Extracellular calcium dependence of the neurotensin-induced relaxation of intestinal smooth muscles: studies with calcium channel blockers and BAY K-8644.

To investigate whether the neurotensin-induced relaxation of the rat duodenum and ileum is dependent on the external concentration of calcium, the effect of the neuropeptide was studied in isolated intestinal segments superfused with Tyrode solution containing no calcium, 1 or 2.5 mM Ca2+. The neurotensin-induced intestinal relaxation was reduced when the extracellular calcium concentration was lowered. In addition, the inhibitory effect of neurotensin was cancelled when the tissues were incubated in the presence of diltiazem, methoxyverapamil or nifedipine. BAY K-8644, a structural analog of nifedipine that functions as an agonist of the calcium channel, potentiated the neurotensin-induced smooth muscle relaxation. The facilitatory effect of BAY K-8644 was antagonized by nifedipine, indicating competition between the 2 dihydropyridines. Apamin, the K+ channel blocker, antagonized the neurotensin-induced visceral relaxation, displacing the concentration-response curve of the peptide to the right.

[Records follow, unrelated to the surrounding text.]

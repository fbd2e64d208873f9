//! Commitment builder.
//!
//! The payload hash binds every settlement-relevant field into one public
//! value. Component order and widths are a wire contract shared with the
//! proving circuit and the escrow verifier:
//!
//! | direction | components |
//! |-----------|------------|
//! | inbound   | `keccak(recipient_key) ‖ keccak(rail_tx_id) ‖ amount(8, BE)` |
//! | outbound  | `keccak(recipient_key) ‖ keccak(rail_tx_id) ‖ amount(8, BE) ‖ keccak(sender_key)` |

use serde::{Deserialize, Serialize};

use crate::{
    codec::{hash_string, keccak256_concat, u64_be},
    error::CodecError,
    types::FlowDirection,
    Bytes32,
};

#[derive(Clone, Debug, PartialEq, Eq, Serialize, Deserialize)]
#[serde(rename_all = "camelCase")]
pub struct Commitment {
    #[serde(with = "crate::serde_hex::bytes32")]
    pub payload_hash: Bytes32,
    #[serde(with = "crate::serde_hex::bytes_vec")]
    pub components: Vec<Vec<u8>>,
}

impl Commitment {
    /// Concatenated components, i.e. the Keccak preimage of `payload_hash`.
    pub fn preimage(&self) -> Vec<u8> {
        self.components.concat()
    }

    /// Recompute the hash from the components.
    pub fn is_consistent(&self) -> bool {
        keccak256_concat(self.components.iter().map(Vec::as_slice)) == self.payload_hash
    }

    pub fn recipient_key_hash(&self) -> Option<Bytes32> {
        self.component32(0)
    }

    pub fn transaction_id_hash(&self) -> Option<Bytes32> {
        self.component32(1)
    }

    pub fn sender_key_hash(&self) -> Option<Bytes32> {
        self.component32(3)
    }

    fn component32(&self, index: usize) -> Option<Bytes32> {
        self.components
            .get(index)
            .and_then(|c| <Bytes32>::try_from(c.as_slice()).ok())
    }
}

/// Settled-payment fields that go into a commitment.
#[derive(Clone, Debug)]
pub struct CommitmentFields<'a> {
    pub recipient_key: &'a str,
    pub rail_transaction_id: &'a str,
    pub amount: u64,
    pub sender_key: Option<&'a str>,
}

pub fn build_commitment(
    direction: FlowDirection,
    fields: &CommitmentFields<'_>,
) -> Result<Commitment, CodecError> {
    let recipient = hash_string("recipient_key", fields.recipient_key)?;
    let txid = hash_string("rail_transaction_id", fields.rail_transaction_id)?;
    let amount = u64_be(fields.amount);

    let mut components = vec![recipient.to_vec(), txid.to_vec(), amount.to_vec()];
    if direction == FlowDirection::Outbound {
        let sender_key = fields.sender_key.ok_or(CodecError::MissingField {
            field: "sender_key",
            direction: direction.as_str(),
        })?;
        components.push(hash_string("sender_key", sender_key)?.to_vec());
    }

    let payload_hash = keccak256_concat(components.iter().map(Vec::as_slice));
    Ok(Commitment {
        payload_hash,
        components,
    })
}
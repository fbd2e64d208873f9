//! secp256k1 signer recovery for intent hashes.
//!
//! Two message-authentication conventions are supported and the verifier,
//! signer and circuit must all use the same one:
//!
//! - [`SignatureScheme::RawHash`] – the 32-byte intent hash is signed directly.
//! - [`SignatureScheme::PrefixedMessage`] – the hash is wrapped as an
//!   Ethereum personal message (`"\x19Ethereum Signed Message:\n32" ‖ hash`)
//!   and that digest is signed.

use std::{fmt, str::FromStr};

use k256::{
    ecdsa::{RecoveryId, Signature, SigningKey, VerifyingKey},
    elliptic_curve::sec1::ToEncodedPoint,
};
use serde::{Deserialize, Deserializer, Serialize, Serializer};

use crate::{
    codec::{keccak256_concat, parse_hex},
    error::SignatureError,
    Bytes32,
};

pub const SIGNATURE_LEN: usize = 65;
pub const COMPACT_SIGNATURE_LEN: usize = 64;
const PERSONAL_MESSAGE_PREFIX: &[u8] = b"\x19Ethereum Signed Message:\n32";

#[derive(Clone, Copy, Debug, Default, PartialEq, Eq, Serialize, Deserialize)]
#[serde(rename_all = "lowercase")]
pub enum SignatureScheme {
    #[default]
    #[serde(rename = "raw")]
    RawHash,
    #[serde(rename = "prefixed")]
    PrefixedMessage,
}

impl SignatureScheme {
    /// The 32 bytes that are actually fed to ECDSA for `hash`.
    pub fn digest(&self, hash: &Bytes32) -> Bytes32 {
        match self {
            SignatureScheme::RawHash => *hash,
            SignatureScheme::PrefixedMessage => {
                keccak256_concat([PERSONAL_MESSAGE_PREFIX, hash.as_slice()])
            }
        }
    }
}

impl FromStr for SignatureScheme {
    type Err = SignatureError;

    fn from_str(s: &str) -> Result<Self, Self::Err> {
        match s.trim().to_ascii_lowercase().as_str() {
            "raw" | "hash" => Ok(SignatureScheme::RawHash),
            "prefixed" | "personal" | "eip191" => Ok(SignatureScheme::PrefixedMessage),
            other => Err(SignatureError::UnknownScheme(other.to_string())),
        }
    }
}

/// 20-byte Ethereum-style address derived from a public key.
#[derive(Clone, Copy, PartialEq, Eq, Hash)]
pub struct SignerAddress(pub [u8; 20]);

impl SignerAddress {
    pub fn as_bytes(&self) -> &[u8; 20] {
        &self.0
    }
}

impl fmt::Display for SignerAddress {
    fn fmt(&self, f: &mut fmt::Formatter<'_>) -> fmt::Result {
        write!(f, "0x{}", hex::encode(self.0))
    }
}

impl fmt::Debug for SignerAddress {
    fn fmt(&self, f: &mut fmt::Formatter<'_>) -> fmt::Result {
        fmt::Display::fmt(self, f)
    }
}

impl FromStr for SignerAddress {
    type Err = SignatureError;

    fn from_str(s: &str) -> Result<Self, Self::Err> {
        let bytes =
            parse_hex("address", s).map_err(|err| SignatureError::InvalidAddress(err.to_string()))?;
        let array: [u8; 20] = bytes
            .as_slice()
            .try_into()
            .map_err(|_| {
                SignatureError::InvalidAddress(format!("must be 20 bytes, got {}", bytes.len()))
            })?;
        Ok(SignerAddress(array))
    }
}

impl Serialize for SignerAddress {
    fn serialize<S: Serializer>(&self, serializer: S) -> Result<S::Ok, S::Error> {
        serializer.collect_str(self)
    }
}

impl<'de> Deserialize<'de> for SignerAddress {
    fn deserialize<D: Deserializer<'de>>(deserializer: D) -> Result<Self, D::Error> {
        let s = String::deserialize(deserializer)?;
        s.parse().map_err(serde::de::Error::custom)
    }
}

/// Uncompressed affine coordinates of a secp256k1 public key.
#[derive(Clone, Copy, Debug, PartialEq, Eq)]
pub struct SignerPublicKey {
    pub x: Bytes32,
    pub y: Bytes32,
}

impl SignerPublicKey {
    fn from_verifying_key(key: &VerifyingKey) -> Self {
        let point = key.to_encoded_point(false);
        let bytes = point.as_bytes();
        let mut x = [0u8; 32];
        let mut y = [0u8; 32];
        x.copy_from_slice(&bytes[1..33]);
        y.copy_from_slice(&bytes[33..65]);
        Self { x, y }
    }

    /// Last 20 bytes of `keccak256(x ‖ y)`.
    pub fn address(&self) -> SignerAddress {
        let hash = keccak256_concat([self.x.as_slice(), self.y.as_slice()]);
        let mut out = [0u8; 20];
        out.copy_from_slice(&hash[12..]);
        SignerAddress(out)
    }
}

/// `r ‖ s ‖ v` signature with the recovery id kept separately.
#[derive(Clone, Copy, PartialEq, Eq)]
pub struct RecoverableSignature {
    rs: [u8; COMPACT_SIGNATURE_LEN],
    recovery_id: u8,
}

impl RecoverableSignature {
    /// Accepts 65 bytes with `v` in `{0, 1, 27, 28}`.
    pub fn from_bytes(bytes: &[u8]) -> Result<Self, SignatureError> {
        if bytes.len() != SIGNATURE_LEN {
            return Err(SignatureError::InvalidSignature(format!(
                "expected {} bytes, got {}",
                SIGNATURE_LEN,
                bytes.len()
            )));
        }
        let recovery_id = match bytes[64] {
            0 | 27 => 0,
            1 | 28 => 1,
            other => {
                return Err(SignatureError::InvalidSignature(format!(
                    "unsupported recovery byte {other}"
                )))
            }
        };
        let mut rs = [0u8; COMPACT_SIGNATURE_LEN];
        rs.copy_from_slice(&bytes[..COMPACT_SIGNATURE_LEN]);
        Ok(Self { rs, recovery_id })
    }

    pub fn from_hex(value: &str) -> Result<Self, SignatureError> {
        let bytes = parse_hex("signature", value)
            .map_err(|err| SignatureError::InvalidSignature(err.to_string()))?;
        Self::from_bytes(&bytes)
    }

    /// Wire form with `v` as 27/28.
    pub fn to_bytes(&self) -> [u8; SIGNATURE_LEN] {
        let mut out = [0u8; SIGNATURE_LEN];
        out[..COMPACT_SIGNATURE_LEN].copy_from_slice(&self.rs);
        out[64] = 27 + self.recovery_id;
        out
    }

    /// `r ‖ s` with the recovery byte stripped, as the circuit expects.
    pub fn compact(&self) -> [u8; COMPACT_SIGNATURE_LEN] {
        self.rs
    }

    pub fn to_hex(&self) -> String {
        format!("0x{}", hex::encode(self.to_bytes()))
    }

    fn parts(&self) -> Result<(Signature, RecoveryId), SignatureError> {
        let signature = Signature::from_slice(&self.rs)
            .map_err(|err| SignatureError::InvalidSignature(err.to_string()))?;
        let recovery_id = RecoveryId::from_byte(self.recovery_id)
            .ok_or_else(|| SignatureError::InvalidSignature("bad recovery id".into()))?;
        // High-s signatures are malleable twins; recover them through the low-s form.
        Ok(match signature.normalize_s() {
            Some(normalized) => (
                normalized,
                RecoveryId::new(!recovery_id.is_y_odd(), recovery_id.is_x_reduced()),
            ),
            None => (signature, recovery_id),
        })
    }
}

impl fmt::Debug for RecoverableSignature {
    fn fmt(&self, f: &mut fmt::Formatter<'_>) -> fmt::Result {
        f.debug_struct("RecoverableSignature")
            .field("r", &hex::encode(&self.rs[..4]))
            .field("recovery_id", &self.recovery_id)
            .finish_non_exhaustive()
    }
}

/// Pure recovery plus the authorisation policy check layered on top of it.
#[derive(Clone, Copy, Debug, Default)]
pub struct SignatureVerifier {
    scheme: SignatureScheme,
}

impl SignatureVerifier {
    pub fn new(scheme: SignatureScheme) -> Self {
        Self { scheme }
    }

    pub fn scheme(&self) -> SignatureScheme {
        self.scheme
    }

    pub fn recover_public_key(
        &self,
        hash: &Bytes32,
        signature: &RecoverableSignature,
    ) -> Result<SignerPublicKey, SignatureError> {
        let digest = self.scheme.digest(hash);
        let (sig, recovery_id) = signature.parts()?;
        let key = VerifyingKey::recover_from_prehash(&digest, &sig, recovery_id)
            .map_err(|err| SignatureError::InvalidSignature(err.to_string()))?;
        Ok(SignerPublicKey::from_verifying_key(&key))
    }

    pub fn recover_signer(
        &self,
        hash: &Bytes32,
        signature: &RecoverableSignature,
    ) -> Result<SignerAddress, SignatureError> {
        self.recover_public_key(hash, signature)
            .map(|key| key.address())
    }

    /// Recover and require the signer to be `expected`.
    pub fn verify_authorized(
        &self,
        hash: &Bytes32,
        signature: &RecoverableSignature,
        expected: &SignerAddress,
    ) -> Result<SignerPublicKey, SignatureError> {
        let public_key = self.recover_public_key(hash, signature)?;
        let recovered = public_key.address();
        if &recovered != expected {
            return Err(SignatureError::UnauthorizedSigner {
                expected: *expected,
                recovered,
            });
        }
        Ok(public_key)
    }
}

/// Local secp256k1 key used by the node to sign intents it attests.
#[derive(Clone)]
pub struct LocalSigner {
    key: SigningKey,
    scheme: SignatureScheme,
}

impl LocalSigner {
    pub fn new(key: SigningKey, scheme: SignatureScheme) -> Self {
        Self { key, scheme }
    }

    pub fn from_hex(secret: &str, scheme: SignatureScheme) -> Result<Self, SignatureError> {
        let bytes = parse_hex("private_key", secret)
            .map_err(|err| SignatureError::Key(err.to_string()))?;
        let key = SigningKey::from_slice(&bytes)
            .map_err(|_| SignatureError::Key("invalid secp256k1 secret key".into()))?;
        Ok(Self::new(key, scheme))
    }

    pub fn scheme(&self) -> SignatureScheme {
        self.scheme
    }

    pub fn public_key(&self) -> SignerPublicKey {
        SignerPublicKey::from_verifying_key(self.key.verifying_key())
    }

    pub fn address(&self) -> SignerAddress {
        self.public_key().address()
    }

    pub fn sign_hash(&self, hash: &Bytes32) -> Result<RecoverableSignature, SignatureError> {
        let digest = self.scheme.digest(hash);
        let (signature, recovery_id) = self
            .key
            .sign_prehash_recoverable(&digest)
            .map_err(|err| SignatureError::Key(err.to_string()))?;
        let mut rs = [0u8; COMPACT_SIGNATURE_LEN];
        rs.copy_from_slice(&signature.to_bytes());
        Ok(RecoverableSignature {
            rs,
            recovery_id: recovery_id.to_byte(),
        })
    }
}

impl fmt::Debug for LocalSigner {
    fn fmt(&self, f: &mut fmt::Formatter<'_>) -> fmt::Result {
        f.debug_struct("LocalSigner")
            .field("address", &self.address())
            .field("scheme", &self.scheme)
            .finish_non_exhaustive()
    }
}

Furthermore, apamin also blocked the effect of neurotensin when the neuropeptide was assayed in the presence of BAY K-8644. It is concluded that the smooth muscle relaxation induced by neurotensin is dependent on external calcium, suggesting that the activation of the neuropeptide receptor causes an influx of calcium which leads to the opening of K+ channels before smooth muscle relaxation is triggered.